Bird: "we are not a special case"
Big Issue founder John Bird hit back at claims the magazine is in crisis this week, but said it would have to forge closer links with other UK and overseas editions to survive.
His comments came as around 10 staff, including editor Matthew Collin, took voluntary redundancy from the London office amid plans to give the magazine a wider outlook.
Bird said he wanted to create a new kind of publication with a new team, incorporating material from other editions to reflect the Big Issue movement worldwide. "What we are doing, irrespective of falling advertising, is drawing on all the other Big Issues so that we have shared editorial – not just from England but from Europe, South America, Africa and the US. It has been on the cards for ages," he told Press Gazette.
"We fall by the marketplace and rise by the marketplace like everyone else.

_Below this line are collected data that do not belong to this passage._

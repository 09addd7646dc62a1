use axum::{
    http::StatusCode,
    response::{IntoResponse, Response},
    Json,
};
use chrono::Utc;
use serde_json::json;
use thiserror::Error;

#[derive(Error, Debug)]
pub enum AppError {
    #[error("Authentication error: {0}")]
    Auth(String),

    #[error("Forbidden: {0}")]
    Forbidden(String),

    #[error("Not Found: {0}")]
    NotFound(String),

    #[error("Bad Request: {0}")]
    BadRequest(String),

    #[error("Business rule violation: {0}")]
    BusinessRule(String),

    #[error("Conflict: {0}")]
    Conflict(String),

    #[error("Internal Server Error: {0}")]
    Internal(String),

    #[error("Database error: {0}")]
    Database(String),
}

impl AppError {
    /// Machine-readable classification carried in every error body.
    pub fn error_type(&self) -> &'static str {
        match self {
            AppError::Auth(_) => "unauthorized",
            AppError::Forbidden(_) => "forbidden",
            AppError::NotFound(_) => "not_found",
            AppError::BadRequest(_) => "bad_request",
            AppError::BusinessRule(_) => "business_rule_violation",
            AppError::Conflict(_) => "conflict",
            AppError::Internal(_) | AppError::Database(_) => "internal",
        }
    }

    pub fn status_code(&self) -> StatusCode {
        match self {
            AppError::Auth(_) => StatusCode::UNAUTHORIZED,
            AppError::Forbidden(_) => StatusCode::FORBIDDEN,
            AppError::NotFound(_) => StatusCode::NOT_FOUND,
            AppError::BadRequest(_) => StatusCode::BAD_REQUEST,
            AppError::BusinessRule(_) => StatusCode::UNPROCESSABLE_ENTITY,
            AppError::Conflict(_) => StatusCode::CONFLICT,
            AppError::Internal(_) | AppError::Database(_) => StatusCode::INTERNAL_SERVER_ERROR,
        }
    }

    fn message(&self) -> &str {
        match self {
            AppError::Auth(msg)
            | AppError::Forbidden(msg)
            | AppError::NotFound(msg)
            | AppError::BadRequest(msg)
            | AppError::BusinessRule(msg)
            | AppError::Conflict(msg)
            | AppError::Internal(msg)
            | AppError::Database(msg) => msg,
        }
    }
}

impl IntoResponse for AppError {
    fn into_response(self) -> Response {
        let status = self.status_code();
        let message = self.message();

        if status.is_server_error() {
            tracing::error!("Error: {}: {}", status, message);
        } else {
            tracing::warn!("Request rejected: {}: {}", status, message);
        }

        let body = Json(json!({
            "detail": message,
            "error_type": self.error_type(),
            "timestamp": Utc::now().to_rfc3339(),
        }));

        (status, body).into_response()
    }
}

#[cfg(test)]
mod tests {
    use super::*;
    use axum::body::to_bytes;
    use serde_json::Value;

    #[tokio::test]
    async fn test_error_body_carries_kind_and_timestamp() {
        let response = AppError::Conflict("The requested time slot is not available".to_string())
            .into_response();
        assert_eq!(response.status(), StatusCode::CONFLICT);

        let bytes = to_bytes(response.into_body(), usize::MAX).await.unwrap();
        let body: Value = serde_json::from_slice(&bytes).unwrap();

        assert_eq!(body["detail"], "The requested time slot is not available");
        assert_eq!(body["error_type"], "conflict");
        assert!(chrono::DateTime::parse_from_rfc3339(body["timestamp"].as_str().unwrap()).is_ok());
    }

    #[test]
    fn test_status_codes() {
        assert_eq!(AppError::Auth(String::new()).status_code(), StatusCode::UNAUTHORIZED);
        assert_eq!(AppError::Forbidden(String::new()).status_code(), StatusCode::FORBIDDEN);
        assert_eq!(AppError::BusinessRule(String::new()).status_code(), StatusCode::UNPROCESSABLE_ENTITY);
        assert_eq!(AppError::Database(String::new()).error_type(), "internal");
    }
}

We are not a charity. What we are saying is a very sensible thing. You cannot go crying to the public saying, ‘Give us more money, we’re a special case’. We are not a special case. People have to buy the product."
He also denied the cuts were linked to potential new ventures in the US, but said he had received a number of appeals for help.
"We were not going to turn our backs on numerous desperate appeals in America so we were drawn there in order to make some social contributions," he said.
"I bought and sold buildings in order to speculate, but I never took any money out of running The Big Issue. I always ensured it was sound."
Bird said The Big Issue would continue to function, but stressed the movement was wider than the magazine, which sells around 250,000 copies.